Chief Public Molestation Advocate Janet Napolitano is lamely defending the stepped up airport security, but she seems to have taken her talking points from Lois Griffin. I’ll summarize it for you: “If we can’t grab your junk, the terrorists will win.”

The TSA’s John “Tiny Pistol” Pistole took it a step further in an astonishing display of sack, arguing that we should really be blaming the outraged travelers:




“I think it’s irresponsible to say, ‘let’s opt out and not try to go through any type of security screening or something that would cause significant delays at the airport on the busiest travel day … of the year.’ “

The Drudge Report posted this (admittedly, 2007) picture under the headline “The Terrorists Have Won.” Here, a potentially dangerous and psychopathic Catholic nun terrorist who possibly hates us for our freedom is being felt up by a hijabi-clad Junk Grabber prostrate on her knees. Oh, the irony!



I don’t know if the terrorists have won, but we certainly seem to be losing.

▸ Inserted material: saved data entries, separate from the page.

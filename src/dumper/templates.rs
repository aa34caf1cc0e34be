use askama::Template;

use super::views::{FieldView, ReferenceView};

/// Template data for a Sequelize model definition
#[derive(Template)]
#[template(path = "model.js.txt", escape = "none")]
pub struct ModelTemplateData {
    /// Table name as stored in the database, escaped for a single-quoted string
    pub table: String,
    /// Sequelize model name (safe camelCase)
    pub model_name: String,
    /// Local variable holding the model (safe PascalCase)
    pub model_variable_name: String,
    pub fields: Vec<FieldView>,
    pub references: Vec<ReferenceView>,
    pub underscored: bool,
    pub timestamps_disabled: bool,
    /// Emits `schema: process.env.DATABASE_SCHEMA`
    pub has_schema: bool,
    /// Emits `removeAttribute('id')`
    pub no_id: bool,
}

/// Template data for an Express CRUD router
#[derive(Template)]
#[template(path = "route.js.txt", escape = "none")]
pub struct RouteTemplateData {
    /// Escaped table name
    pub table: String,
    /// Key of the model in the models object
    pub model_name: String,
    /// Path segment the routes are mounted under
    pub route_path: String,
}

/// Template data for `models/index.js`
#[derive(Template)]
#[template(path = "models_index.js.txt", escape = "none")]
pub struct ModelsIndexTemplateData {
    pub dialect: String,
    /// `dialectOptions.options.encrypt` (mssql)
    pub encrypt_ssl: bool,
    /// `dialectOptions.ssl`
    pub standard_ssl: bool,
}

/// Template data for `.env`
#[derive(Template)]
#[template(path = "env.txt", escape = "none")]
pub struct EnvTemplateData {
    pub port: u16,
    pub application_url: String,
    pub with_database: bool,
    pub database_url: String,
    /// Only outside Linux, where containers cannot share the host network
    pub has_docker_database_url: bool,
    pub docker_database_url: String,
    pub has_schema: bool,
    pub schema: String,
    pub ssl: bool,
    pub application_secret: String,
}

/// npm dependency listed in `package.json`
#[derive(Debug, Clone, PartialEq, Eq, PartialOrd, Ord)]
pub struct NpmDependency {
    pub name: String,
    pub version: String,
}

/// Template data for `package.json`
#[derive(Template)]
#[template(path = "package.json.txt", escape = "none")]
pub struct PackageJsonTemplateData {
    pub package_name: String,
    /// Sorted by name
    pub dependencies: Vec<NpmDependency>,
}

/// Template data for `app.js`
#[derive(Template)]
#[template(path = "app.js.txt", escape = "none")]
pub struct AppJsTemplateData {
    /// Mounts every router found in `routes/`
    pub with_routes: bool,
}

/// Template data for `server.js`
#[derive(Template)]
#[template(path = "server.js.txt", escape = "none")]
pub struct ServerJsTemplateData {
    pub hostname: String,
    pub port: u16,
}

/// Template data for `Dockerfile`
#[derive(Template)]
#[template(path = "Dockerfile.txt", escape = "none")]
pub struct DockerfileTemplateData {
    pub port: u16,
}

/// Template data for `docker-compose.yml`
#[derive(Template)]
#[template(path = "docker-compose.yml.txt", escape = "none")]
pub struct DockerComposeTemplateData {
    pub container_name: String,
    pub port: u16,
    /// `network_mode: host`, Linux only
    pub host_network: bool,
    /// Points the container at `DOCKER_DATABASE_URL`
    pub use_docker_database_url: bool,
}

/// Template for `.gitignore`
#[derive(Template)]
#[template(path = "gitignore.txt", escape = "none")]
pub struct GitignoreTemplate;

/// Render a template as the content of a text file.
///
/// The output always ends with a newline, whether or not the engine kept the
/// final newline of the template source.
pub fn render_file<T: Template>(template: &T) -> anyhow::Result<String> {
    let mut rendered = template.render()?;
    if !rendered.ends_with('\n') {
        rendered.push('\n');
    }
    Ok(rendered)
}
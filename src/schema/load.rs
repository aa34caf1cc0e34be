use anyhow::Context;
use std::path::Path;

use super::types::SchemaDescription;

impl SchemaDescription {
    /// Parse a description serialized as JSON.
    pub fn from_json_str(content: &str) -> anyhow::Result<Self> {
        serde_json::from_str(content).context("Failed to parse schema description as JSON")
    }

    /// Parse a description serialized as YAML.
    pub fn from_yaml_str(content: &str) -> anyhow::Result<Self> {
        serde_yaml::from_str(content).context("Failed to parse schema description as YAML")
    }
}

/// Load a schema description from disk
///
/// The parser is picked from the extension: `.yaml`/`.yml` are YAML,
/// everything else is JSON.
///
/// # Errors
///
/// Returns an error if the file cannot be read or does not deserialize into a
/// [`SchemaDescription`]. The error carries the file path.
pub fn load_schema(path: &Path) -> anyhow::Result<SchemaDescription> {
    let content = std::fs::read_to_string(path)
        .with_context(|| format!("Failed to read schema description: {}", path.display()))?;

    let is_yaml = path
        .extension()
        .and_then(|e| e.to_str())
        .is_some_and(|e| e == "yaml" || e == "yml");

    let schema = if is_yaml {
        SchemaDescription::from_yaml_str(&content)
    } else {
        SchemaDescription::from_json_str(&content)
    };
    let schema = schema.with_context(|| format!("Invalid schema description: {}", path.display()))?;

    tracing::debug!(
        path = %path.display(),
        tables = schema.tables.len(),
        "loaded schema description"
    );
    Ok(schema)
}
//! Raster resources
//!
//! - [`Canvas`]: software 2D drawing over an RGBA image
//! - [`Typeface`]: host-supplied font for surface text
//! - [`TextureSlots`]: the current texture of each display surface

pub mod canvas;
pub mod texture;
pub mod typeface;

pub use canvas::{Canvas, Rect};
pub use texture::{SurfaceKind, SurfaceTexture, TextureSlots};
pub use typeface::Typeface;
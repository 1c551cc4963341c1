use serde::{Deserialize, Serialize};

use crate::resources::canvas::Rect;

/// Font size for the name surface, chosen from the nickname length alone so
/// the text fits the fixed-size surface without per-glyph measurement.
#[derive(Debug, Clone, Copy, PartialEq, Serialize, Deserialize)]
#[serde(default)]
pub struct FontSizePolicy {
    pub base_size: f32,
    pub reduced_size: f32,
    pub small_size: f32,
    /// Longest nickname (in chars) drawn at `base_size`.
    pub base_max_chars: usize,
    /// Longest nickname (in chars) drawn at `reduced_size`.
    pub reduced_max_chars: usize,
}

impl Default for FontSizePolicy {
    fn default() -> Self {
        Self {
            base_size: 64.0,
            reduced_size: 52.0,
            small_size: 42.0,
            base_max_chars: 14,
            reduced_max_chars: 18,
        }
    }
}

impl FontSizePolicy {
    #[must_use]
    pub fn size_for_len(&self, chars: usize) -> f32 {
        if chars <= self.base_max_chars {
            self.base_size
        } else if chars <= self.reduced_max_chars {
            self.reduced_size
        } else {
            self.small_size
        }
    }

    #[must_use]
    pub fn size_for(&self, text: &str) -> f32 {
        self.size_for_len(text.chars().count())
    }
}

/// Placement of an image scaled to fill a region ("cover").
///
/// `scale = max(region_w / image_w, region_h / image_h)`, centered on the
/// region. Aspect ratio is preserved; whatever overhangs the region is
/// cropped by the caller's clip.
#[derive(Debug, Clone, Copy, PartialEq)]
pub struct CoverFit {
    pub scale: f32,
    pub draw_width: f32,
    pub draw_height: f32,
    pub offset_x: f32,
    pub offset_y: f32,
}

impl CoverFit {
    /// `None` for degenerate images or regions.
    #[must_use]
    pub fn compute(region: Rect, image_width: u32, image_height: u32) -> Option<Self> {
        if image_width == 0 || image_height == 0 || region.width <= 0.0 || region.height <= 0.0 {
            return None;
        }
        let (iw, ih) = (image_width as f32, image_height as f32);
        let scale = (region.width / iw).max(region.height / ih);
        let draw_width = iw * scale;
        let draw_height = ih * scale;
        Some(Self {
            scale,
            draw_width,
            draw_height,
            offset_x: region.x + (region.width - draw_width) * 0.5,
            offset_y: region.y + (region.height - draw_height) * 0.5,
        })
    }

    #[must_use]
    pub fn dest_rect(&self) -> Rect {
        Rect::new(self.offset_x, self.offset_y, self.draw_width, self.draw_height)
    }
}
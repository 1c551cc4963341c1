use crate::scene::NodeHandle;
use crate::scene::transform::Transform;

/// One part of the loaded capsule asset.
///
/// `name` is what [`SceneBinding`](crate::scene::SceneBinding) matches
/// against. Hierarchy links are maintained by [`Scene`](crate::scene::Scene).
#[derive(Debug, Clone, Default)]
pub struct Node {
    pub name: String,
    pub transform: Transform,
    pub(crate) parent: Option<NodeHandle>,
    pub(crate) children: Vec<NodeHandle>,
}

impl Node {
    #[must_use]
    pub fn with_name(name: impl Into<String>) -> Self {
        Self {
            name: name.into(),
            ..Self::default()
        }
    }

    #[must_use]
    pub fn parent(&self) -> Option<NodeHandle> {
        self.parent
    }

    #[must_use]
    pub fn children(&self) -> &[NodeHandle] {
        &self.children
    }
}
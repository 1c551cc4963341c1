//! Settings Tests
//!
//! Tests for:
//! - Defaults of every tuned constant
//! - Partial JSON overrides
//! - Error mapping for malformed or missing configuration

use std::f32::consts::PI;
use std::time::Duration;

use glam::Quat;

use capsule::errors::CapsuleError;
use capsule::settings::CapsuleSettings;

// ============================================================================
// Defaults
// ============================================================================

#[test]
fn default_seal_timing() {
    let settings = CapsuleSettings::default();
    assert_eq!(settings.seal.duration(), Duration::from_secs_f32(2.3));
    assert_eq!(settings.seal.lid_close_fraction, 0.72);
    assert_eq!(settings.seal.spin_peak, 0.75);
}

#[test]
fn default_motion() {
    let motion = CapsuleSettings::default().motion;
    assert_eq!(motion.idle_yaw_rate, 0.35);
    assert_eq!(motion.spin_multiplier, 4.0);
    assert_eq!(motion.max_frame_delta(), Duration::from_millis(50));
}

#[test]
fn default_node_names() {
    let nodes = CapsuleSettings::default().nodes;
    assert_eq!(nodes.lid, "Lid");
    assert_eq!(nodes.lid_alternate, "Cap");
    assert_eq!(nodes.base, "Base");
    assert_eq!(nodes.lid_screen, "LidScreen");
    assert_eq!(nodes.name_screen, "NameScreen");
    assert_eq!(nodes.avatar_screen, "AvatarScreen");
}

#[test]
fn default_lid_offset_rotates_about_x() {
    let offset = CapsuleSettings::default().seal.lid_open_offset();
    let expected = Quat::from_rotation_x(-0.72 * PI);
    assert!(offset.dot(expected).abs() > 1.0 - 1e-6);
}

#[test]
fn degenerate_lid_axis_falls_back_to_x() {
    let mut settings = CapsuleSettings::default();
    settings.seal.lid_open_axis = [0.0, 0.0, 0.0];
    let offset = settings.seal.lid_open_offset();
    assert!(offset.dot(Quat::from_rotation_x(-0.72 * PI)).abs() > 1.0 - 1e-6);
}

#[test]
fn invalid_durations_clamp_to_zero() {
    let mut settings = CapsuleSettings::default();
    settings.seal.duration_secs = -1.0;
    assert_eq!(settings.seal.duration(), Duration::ZERO);
    settings.motion.max_frame_delta_secs = f32::NAN;
    assert_eq!(settings.motion.max_frame_delta(), Duration::ZERO);
}

// ============================================================================
// JSON
// ============================================================================

#[test]
fn partial_json_keeps_other_defaults() -> anyhow::Result<()> {
    let settings = CapsuleSettings::from_json_str(
        r#"{
            "seal": { "duration_secs": 3.0 },
            "nodes": { "lid": "Top" },
            "surface": { "name_font": { "base_max_chars": 10 } }
        }"#,
    )?;

    assert_eq!(settings.seal.duration_secs, 3.0);
    assert_eq!(settings.seal.lid_close_fraction, 0.72);
    assert_eq!(settings.nodes.lid, "Top");
    assert_eq!(settings.nodes.lid_alternate, "Cap");
    assert_eq!(settings.surface.name_font.base_max_chars, 10);
    assert_eq!(settings.surface.name_font.reduced_max_chars, 18);
    assert_eq!(settings.motion, CapsuleSettings::default().motion);
    Ok(())
}

#[test]
fn empty_json_is_default() -> anyhow::Result<()> {
    assert_eq!(CapsuleSettings::from_json_str("{}")?, CapsuleSettings::default());
    Ok(())
}

#[test]
fn settings_survive_serialization() -> anyhow::Result<()> {
    let mut settings = CapsuleSettings::default();
    settings.surface.lid_title = "OUR CAPSULE".to_string();
    let json = serde_json::to_string(&settings)?;
    assert_eq!(CapsuleSettings::from_json_str(&json)?, settings);
    Ok(())
}

#[test]
fn malformed_json_is_config_error() {
    let result = CapsuleSettings::from_json_str(r#"{ "seal": { "duration_secs": "slow" } }"#);
    assert!(matches!(result, Err(CapsuleError::Config(_))));
}

#[test]
fn missing_file_is_io_error() {
    let result = CapsuleSettings::from_json_file("/definitely/not/here/capsule.json");
    assert!(matches!(result, Err(CapsuleError::Io(_))));
}
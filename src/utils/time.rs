#[cfg(not(target_arch = "wasm32"))]
use std::time::{Duration, Instant};

#[cfg(target_arch = "wasm32")]
use web_time::{Duration, Instant};

/// Timing for one frame as seen by the capsule.
#[derive(Debug, Clone, Copy, PartialEq)]
pub struct FrameTime {
    /// Wall-clock delta since the previous frame.
    pub raw: Duration,
    /// `raw` capped to the maximum frame delta, in seconds. Feeds motion.
    pub delta: f32,
    /// Total wall-clock time since the clock started, in seconds.
    pub elapsed: f32,
}

/// Frame clock with a capped delta.
///
/// A paused render loop (backgrounded tab, debugger) resumes with one huge
/// delta. Motion only ever sees the capped value; elapsed time keeps the raw
/// sum so wall-clock driven animation stays on schedule.
#[derive(Debug, Clone)]
pub struct FrameClock {
    max_delta: Duration,
    last_update: Option<Instant>,
    elapsed: Duration,
    /// Total number of frames advanced
    pub frame_count: u64,
}

impl FrameClock {
    #[must_use]
    pub fn new(max_delta: Duration) -> Self {
        Self {
            max_delta,
            last_update: None,
            elapsed: Duration::ZERO,
            frame_count: 0,
        }
    }

    /// Advances by an explicit delta (hosts with their own frame timing, tests).
    pub fn advance(&mut self, dt: Duration) -> FrameTime {
        self.elapsed = self.elapsed.saturating_add(dt);
        self.frame_count += 1;
        FrameTime {
            raw: dt,
            delta: dt.min(self.max_delta).as_secs_f32(),
            elapsed: self.elapsed.as_secs_f32(),
        }
    }

    /// Advances by the wall-clock time since the previous call. The first call
    /// yields a zero delta.
    pub fn tick(&mut self) -> FrameTime {
        let now = Instant::now();
        let dt = self
            .last_update
            .map_or(Duration::ZERO, |last| now.duration_since(last));
        self.last_update = Some(now);
        self.advance(dt)
    }

    #[must_use]
    pub fn elapsed(&self) -> Duration {
        self.elapsed
    }

    #[must_use]
    pub fn max_delta(&self) -> Duration {
        self.max_delta
    }
}
//! Utility Module
//!
//! - [`FrameClock`]: frame timing with a capped per-frame delta
//! - [`slug`]: filename-safe slugs

pub mod slug;
pub mod time;

pub use slug::slugify;
pub use time::{FrameClock, FrameTime};
//! Off-screen raster canvas.
//!
//! A small software 2D context over an [`RgbaImage`]: solid and rounded-rect
//! fills, a rounded-rect clip, scaled image blits and centered text. All
//! drawing is source-over blended and clipped to the canvas bounds.

use ab_glyph::{Font, PxScale, ScaleFont, point};
use glam::Vec2;
use image::{Rgba, RgbaImage};

use crate::resources::typeface::Typeface;

/// Axis-aligned rectangle in canvas pixels.
#[derive(Debug, Clone, Copy, PartialEq)]
pub struct Rect {
    pub x: f32,
    pub y: f32,
    pub width: f32,
    pub height: f32,
}

impl Rect {
    #[must_use]
    pub const fn new(x: f32, y: f32, width: f32, height: f32) -> Self {
        Self { x, y, width, height }
    }

    #[must_use]
    pub fn from_size(width: u32, height: u32) -> Self {
        Self::new(0.0, 0.0, width as f32, height as f32)
    }

    /// Shrinks the rectangle by `amount` on every side.
    #[must_use]
    pub fn inset(&self, amount: f32) -> Self {
        Self::new(
            self.x + amount,
            self.y + amount,
            (self.width - 2.0 * amount).max(0.0),
            (self.height - 2.0 * amount).max(0.0),
        )
    }

    #[must_use]
    pub fn center(&self) -> Vec2 {
        Vec2::new(self.x + self.width * 0.5, self.y + self.height * 0.5)
    }

    #[must_use]
    pub fn right(&self) -> f32 {
        self.x + self.width
    }

    #[must_use]
    pub fn bottom(&self) -> f32 {
        self.y + self.height
    }

    /// Anti-aliased coverage of the point `p` by this rectangle with corners
    /// rounded to `radius`.
    #[must_use]
    pub fn rounded_coverage(&self, p: Vec2, radius: f32) -> f32 {
        let half = Vec2::new(self.width, self.height) * 0.5;
        let radius = radius.clamp(0.0, half.min_element());
        // Signed distance to a rounded box centered on the origin.
        let q = (p - self.center()).abs() - half + Vec2::splat(radius);
        let distance = q.max(Vec2::ZERO).length() + q.max_element().min(0.0) - radius;
        (0.5 - distance).clamp(0.0, 1.0)
    }
}

#[derive(Debug, Clone, Copy)]
struct Clip {
    rect: Rect,
    radius: f32,
}

pub struct Canvas {
    image: RgbaImage,
    clip: Option<Clip>,
}

impl Canvas {
    /// A fully transparent canvas.
    #[must_use]
    pub fn new(width: u32, height: u32) -> Self {
        Self {
            image: RgbaImage::new(width, height),
            clip: None,
        }
    }

    #[must_use]
    pub fn width(&self) -> u32 {
        self.image.width()
    }

    #[must_use]
    pub fn height(&self) -> u32 {
        self.image.height()
    }

    #[must_use]
    pub fn bounds(&self) -> Rect {
        Rect::from_size(self.width(), self.height())
    }

    #[must_use]
    pub fn image(&self) -> &RgbaImage {
        &self.image
    }

    #[must_use]
    pub fn into_image(self) -> RgbaImage {
        self.image
    }

    /// Restricts subsequent drawing to a rounded rectangle.
    pub fn set_clip_rounded(&mut self, rect: Rect, radius: f32) {
        self.clip = Some(Clip { rect, radius });
    }

    pub fn clear_clip(&mut self) {
        self.clip = None;
    }

    pub fn fill(&mut self, color: Rgba<u8>) {
        self.fill_rect(self.bounds(), color);
    }

    pub fn fill_rect(&mut self, rect: Rect, color: Rgba<u8>) {
        self.fill_rounded_rect(rect, 0.0, color);
    }

    pub fn fill_rounded_rect(&mut self, rect: Rect, radius: f32, color: Rgba<u8>) {
        let Some((x0, y0, x1, y1)) = self.pixel_span(rect) else {
            return;
        };
        for y in y0..y1 {
            for x in x0..x1 {
                let p = pixel_center(x, y);
                let coverage = rect.rounded_coverage(p, radius);
                self.blend(x, y, color, coverage);
            }
        }
    }

    /// Outline of a rounded rectangle, `thickness` pixels wide and drawn
    /// inside `rect`.
    pub fn stroke_rounded_rect(&mut self, rect: Rect, radius: f32, thickness: f32, color: Rgba<u8>) {
        let inner = rect.inset(thickness);
        let inner_radius = (radius - thickness).max(0.0);
        let Some((x0, y0, x1, y1)) = self.pixel_span(rect) else {
            return;
        };
        for y in y0..y1 {
            for x in x0..x1 {
                let p = pixel_center(x, y);
                let coverage =
                    rect.rounded_coverage(p, radius) - inner.rounded_coverage(p, inner_radius);
                self.blend(x, y, color, coverage);
            }
        }
    }

    /// Blits `src` scaled into `dest` with nearest sampling. `dest` may extend
    /// past the canvas or the clip; the excess is cropped.
    pub fn draw_image(&mut self, src: &RgbaImage, dest: Rect) {
        let (src_w, src_h) = src.dimensions();
        if src_w == 0 || src_h == 0 || dest.width <= 0.0 || dest.height <= 0.0 {
            return;
        }
        let Some((x0, y0, x1, y1)) = self.pixel_span(dest) else {
            return;
        };

        for y in y0..y1 {
            for x in x0..x1 {
                let p = pixel_center(x, y);
                let u = (p.x - dest.x) / dest.width;
                let v = (p.y - dest.y) / dest.height;
                if !(0.0..1.0).contains(&u) || !(0.0..1.0).contains(&v) {
                    continue;
                }
                let sx = ((u * src_w as f32) as u32).min(src_w - 1);
                let sy = ((v * src_h as f32) as u32).min(src_h - 1);
                let texel = *src.get_pixel(sx, sy);
                self.blend(x, y, texel, 1.0);
            }
        }
    }

    /// Draws one line of text centered on `center`. Returns the laid-out width.
    pub fn fill_text_centered(
        &mut self,
        typeface: &Typeface,
        text: &str,
        px: f32,
        center: Vec2,
        color: Rgba<u8>,
    ) -> f32 {
        let font = typeface.font();
        let scale = PxScale::from(px);
        let scaled = font.as_scaled(scale);

        let width = typeface.measure(text, px);
        let line_height = typeface.line_height(px);
        let origin_x = center.x - width * 0.5;
        let baseline = center.y - line_height * 0.5 + scaled.ascent();

        let mut caret = origin_x;
        let mut previous = None;
        for ch in text.chars() {
            let id = scaled.glyph_id(ch);
            if let Some(prev) = previous {
                caret += scaled.kern(prev, id);
            }
            let glyph = id.with_scale_and_position(scale, point(caret, baseline));
            caret += scaled.h_advance(id);
            previous = Some(id);

            let Some(outlined) = font.outline_glyph(glyph) else {
                continue;
            };
            let bounds = outlined.px_bounds();
            let (left, top) = (bounds.min.x.floor() as i64, bounds.min.y.floor() as i64);
            outlined.draw(|gx, gy, coverage| {
                let x = left + i64::from(gx);
                let y = top + i64::from(gy);
                if x >= 0 && y >= 0 {
                    self.blend(x as u32, y as u32, color, coverage);
                }
            });
        }

        width
    }

    /// Integer pixel range covered by `rect`, intersected with the canvas.
    fn pixel_span(&self, rect: Rect) -> Option<(u32, u32, u32, u32)> {
        let x0 = rect.x.floor().max(0.0);
        let y0 = rect.y.floor().max(0.0);
        let x1 = rect.right().ceil().min(self.width() as f32);
        let y1 = rect.bottom().ceil().min(self.height() as f32);
        if x1 <= x0 || y1 <= y0 {
            return None;
        }
        Some((x0 as u32, y0 as u32, x1 as u32, y1 as u32))
    }

    /// Source-over blend of `color` at `coverage`, attenuated by the clip.
    fn blend(&mut self, x: u32, y: u32, color: Rgba<u8>, coverage: f32) {
        if x >= self.width() || y >= self.height() {
            return;
        }
        let mut alpha = coverage.clamp(0.0, 1.0) * f32::from(color[3]) / 255.0;
        if let Some(clip) = self.clip {
            alpha *= clip.rect.rounded_coverage(pixel_center(x, y), clip.radius);
        }
        if alpha <= 0.0 {
            return;
        }

        let dst = self.image.get_pixel_mut(x, y);
        let keep = 1.0 - alpha;
        for c in 0..3 {
            let blended = f32::from(color[c]) * alpha + f32::from(dst[c]) * keep;
            dst[c] = blended.round().clamp(0.0, 255.0) as u8;
        }
        let out_alpha = alpha * 255.0 + f32::from(dst[3]) * keep;
        dst[3] = out_alpha.round().clamp(0.0, 255.0) as u8;
    }
}

#[inline]
fn pixel_center(x: u32, y: u32) -> Vec2 {
    Vec2::new(x as f32 + 0.5, y as f32 + 0.5)
}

Outraged travelers on the other hand are (ahem) taking matters into their own hands. Over the weekend, John Tyner refused to enter the X-ray scanner and was moved to the “opt out” line where he promptly told the TSA Junk Grabber that if said junk was grabbed, Tyner would have him arrested. Tyner wasn’t allowed to enter the terminal to catch his flight obviously, but was then followed through the airport and told that he would be fined $10,000 if he left the airport instead of just bending over and taking it from the TSA.

Others are suggesting more novel forms of civil disobedience. Paul Ester and numerous commenters at Reddit.com are suggesting a more amorous approach: When the Junk Grabbers feel you up, get into it! Shiver with anticipation, moan with pleasure, grind your hips and close with a polite “was it good for you too?” Make them feel as uncomfortable as possible. An interesting strategy, but one wonders whether the kind of dunderhead who would be willing to grab junk for the TSA is even capable of feeling shame.

What’s clear here is that the nitwits and deviants running TSA, Homeland Security, ICE and all of the others in the acronym stew of our security/intelligence industrial complex have lost all sense of proportionality.

On the other hand, one wonders whether their goal is less about security and more about information. Don’t step willingly into the X-ray scanner? You go on a list. Opt-out of the groping? You go on a list. Protest? You’re on the list. The TSA may not be profiling terrorists, but are they creating a database about Americans who protest the TSA?